GOAL OF THE EXERCISE →
Look through the data for the string "matches". Copy every line where it is found.

TASK DATA →
+++

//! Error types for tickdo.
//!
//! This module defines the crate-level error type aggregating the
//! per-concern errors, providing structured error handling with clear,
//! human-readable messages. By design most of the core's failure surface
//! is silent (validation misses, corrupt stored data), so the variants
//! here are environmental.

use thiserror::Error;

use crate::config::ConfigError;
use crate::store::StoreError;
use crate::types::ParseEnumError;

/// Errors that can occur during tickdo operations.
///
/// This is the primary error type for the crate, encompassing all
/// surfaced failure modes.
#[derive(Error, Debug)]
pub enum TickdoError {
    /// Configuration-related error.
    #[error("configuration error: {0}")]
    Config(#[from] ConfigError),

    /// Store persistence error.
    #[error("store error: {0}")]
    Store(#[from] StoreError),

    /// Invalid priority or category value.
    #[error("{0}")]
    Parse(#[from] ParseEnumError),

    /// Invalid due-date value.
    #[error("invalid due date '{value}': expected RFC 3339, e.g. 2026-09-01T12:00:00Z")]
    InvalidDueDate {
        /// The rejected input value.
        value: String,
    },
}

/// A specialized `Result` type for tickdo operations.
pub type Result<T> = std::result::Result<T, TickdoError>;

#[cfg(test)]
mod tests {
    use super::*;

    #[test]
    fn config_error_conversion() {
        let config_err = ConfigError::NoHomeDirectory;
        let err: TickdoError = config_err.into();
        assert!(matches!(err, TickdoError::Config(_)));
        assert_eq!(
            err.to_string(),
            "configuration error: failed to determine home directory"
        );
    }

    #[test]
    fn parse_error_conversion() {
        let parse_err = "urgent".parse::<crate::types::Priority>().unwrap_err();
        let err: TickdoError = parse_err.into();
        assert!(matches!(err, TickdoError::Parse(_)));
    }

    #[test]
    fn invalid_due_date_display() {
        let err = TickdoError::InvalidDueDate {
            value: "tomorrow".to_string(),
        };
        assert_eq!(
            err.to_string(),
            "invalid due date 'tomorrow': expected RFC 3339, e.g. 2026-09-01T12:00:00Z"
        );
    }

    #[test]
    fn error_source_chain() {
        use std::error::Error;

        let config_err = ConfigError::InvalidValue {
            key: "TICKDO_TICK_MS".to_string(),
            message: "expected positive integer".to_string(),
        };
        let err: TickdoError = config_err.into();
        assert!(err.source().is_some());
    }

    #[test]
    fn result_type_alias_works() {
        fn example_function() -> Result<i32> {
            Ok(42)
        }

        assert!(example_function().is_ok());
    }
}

+++

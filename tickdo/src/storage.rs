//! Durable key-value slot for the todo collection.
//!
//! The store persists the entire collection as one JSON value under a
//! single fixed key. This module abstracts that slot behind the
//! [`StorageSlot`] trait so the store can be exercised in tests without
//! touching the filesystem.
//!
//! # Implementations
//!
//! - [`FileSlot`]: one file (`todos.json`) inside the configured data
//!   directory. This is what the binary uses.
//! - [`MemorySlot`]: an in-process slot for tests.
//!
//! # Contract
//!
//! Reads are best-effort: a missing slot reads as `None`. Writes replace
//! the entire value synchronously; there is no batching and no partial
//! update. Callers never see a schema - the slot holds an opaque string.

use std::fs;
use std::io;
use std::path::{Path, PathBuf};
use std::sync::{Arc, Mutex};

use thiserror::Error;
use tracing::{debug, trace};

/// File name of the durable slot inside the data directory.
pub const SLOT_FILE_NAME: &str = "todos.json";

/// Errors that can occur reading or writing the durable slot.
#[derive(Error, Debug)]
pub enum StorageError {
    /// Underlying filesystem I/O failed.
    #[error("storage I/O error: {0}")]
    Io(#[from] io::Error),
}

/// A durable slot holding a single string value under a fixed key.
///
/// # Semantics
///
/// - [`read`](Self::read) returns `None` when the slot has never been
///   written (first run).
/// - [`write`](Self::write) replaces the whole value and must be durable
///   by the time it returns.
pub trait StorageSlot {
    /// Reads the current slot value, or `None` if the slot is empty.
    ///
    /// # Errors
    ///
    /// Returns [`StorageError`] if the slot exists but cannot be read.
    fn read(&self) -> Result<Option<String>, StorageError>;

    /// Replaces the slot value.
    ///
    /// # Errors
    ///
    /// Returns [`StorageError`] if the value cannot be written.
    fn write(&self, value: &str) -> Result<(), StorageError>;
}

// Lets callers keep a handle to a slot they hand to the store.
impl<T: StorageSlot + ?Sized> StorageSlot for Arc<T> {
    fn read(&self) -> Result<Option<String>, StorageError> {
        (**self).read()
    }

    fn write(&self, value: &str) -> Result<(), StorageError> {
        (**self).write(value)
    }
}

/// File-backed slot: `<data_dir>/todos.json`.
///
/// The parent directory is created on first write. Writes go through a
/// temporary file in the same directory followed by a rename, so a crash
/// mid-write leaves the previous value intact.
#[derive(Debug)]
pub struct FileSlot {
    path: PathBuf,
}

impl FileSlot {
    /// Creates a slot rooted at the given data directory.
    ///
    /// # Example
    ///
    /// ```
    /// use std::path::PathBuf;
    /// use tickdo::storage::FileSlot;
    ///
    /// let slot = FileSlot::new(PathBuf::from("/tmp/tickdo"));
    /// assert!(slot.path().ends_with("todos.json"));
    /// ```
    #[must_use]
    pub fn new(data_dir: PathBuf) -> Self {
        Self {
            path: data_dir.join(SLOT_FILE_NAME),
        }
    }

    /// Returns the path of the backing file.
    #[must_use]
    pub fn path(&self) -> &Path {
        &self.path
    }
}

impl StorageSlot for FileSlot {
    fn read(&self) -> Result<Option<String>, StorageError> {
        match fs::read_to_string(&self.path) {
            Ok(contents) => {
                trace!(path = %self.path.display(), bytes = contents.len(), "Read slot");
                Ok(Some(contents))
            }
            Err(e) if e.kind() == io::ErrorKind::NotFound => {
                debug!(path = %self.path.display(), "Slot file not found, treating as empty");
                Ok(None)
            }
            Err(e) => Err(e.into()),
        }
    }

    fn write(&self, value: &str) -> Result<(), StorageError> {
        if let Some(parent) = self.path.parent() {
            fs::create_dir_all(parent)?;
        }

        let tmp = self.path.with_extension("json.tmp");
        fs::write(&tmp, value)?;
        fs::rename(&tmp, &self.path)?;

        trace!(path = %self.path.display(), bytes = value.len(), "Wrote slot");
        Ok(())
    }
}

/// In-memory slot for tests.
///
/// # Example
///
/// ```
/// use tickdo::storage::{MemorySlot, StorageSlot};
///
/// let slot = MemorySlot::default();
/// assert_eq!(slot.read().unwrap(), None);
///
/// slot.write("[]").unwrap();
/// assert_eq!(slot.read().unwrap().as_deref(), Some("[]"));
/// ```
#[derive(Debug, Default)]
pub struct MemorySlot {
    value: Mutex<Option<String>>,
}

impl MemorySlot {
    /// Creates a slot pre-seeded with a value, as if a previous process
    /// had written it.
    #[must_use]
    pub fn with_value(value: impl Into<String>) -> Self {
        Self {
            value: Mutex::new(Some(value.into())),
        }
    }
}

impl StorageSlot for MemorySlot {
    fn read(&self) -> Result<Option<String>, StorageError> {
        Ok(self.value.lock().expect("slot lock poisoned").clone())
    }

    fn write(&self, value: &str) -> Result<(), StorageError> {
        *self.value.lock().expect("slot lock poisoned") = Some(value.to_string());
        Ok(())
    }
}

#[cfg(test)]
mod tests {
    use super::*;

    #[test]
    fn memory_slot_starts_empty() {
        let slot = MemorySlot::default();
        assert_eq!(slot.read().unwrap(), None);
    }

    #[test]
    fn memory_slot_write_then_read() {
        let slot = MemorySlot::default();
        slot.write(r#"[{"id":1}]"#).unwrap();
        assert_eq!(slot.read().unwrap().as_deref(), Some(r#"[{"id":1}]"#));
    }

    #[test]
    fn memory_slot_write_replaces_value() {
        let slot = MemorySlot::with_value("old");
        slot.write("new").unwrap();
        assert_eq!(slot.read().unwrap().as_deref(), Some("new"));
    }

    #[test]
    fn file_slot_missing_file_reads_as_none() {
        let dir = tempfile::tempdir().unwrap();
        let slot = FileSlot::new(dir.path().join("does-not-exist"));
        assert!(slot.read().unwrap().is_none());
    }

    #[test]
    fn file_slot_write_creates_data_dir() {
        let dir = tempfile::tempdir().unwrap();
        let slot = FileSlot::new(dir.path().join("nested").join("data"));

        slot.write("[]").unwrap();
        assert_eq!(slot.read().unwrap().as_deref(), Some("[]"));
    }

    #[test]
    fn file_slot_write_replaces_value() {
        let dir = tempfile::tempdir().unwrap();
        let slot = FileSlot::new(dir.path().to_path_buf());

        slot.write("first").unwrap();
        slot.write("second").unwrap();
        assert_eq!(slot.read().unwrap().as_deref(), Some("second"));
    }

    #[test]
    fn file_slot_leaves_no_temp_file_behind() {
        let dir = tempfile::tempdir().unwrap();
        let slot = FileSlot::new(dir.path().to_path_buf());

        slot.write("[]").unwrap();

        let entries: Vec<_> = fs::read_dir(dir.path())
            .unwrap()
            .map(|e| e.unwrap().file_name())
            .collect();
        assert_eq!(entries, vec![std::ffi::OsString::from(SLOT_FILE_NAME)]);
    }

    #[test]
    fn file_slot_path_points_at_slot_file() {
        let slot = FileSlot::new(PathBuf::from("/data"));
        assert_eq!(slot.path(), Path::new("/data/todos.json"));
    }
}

+++

REPLY →
        assert!(matches!(err, TickdoError::Config(_)));
        assert!(matches!(err, TickdoError::Parse(_)));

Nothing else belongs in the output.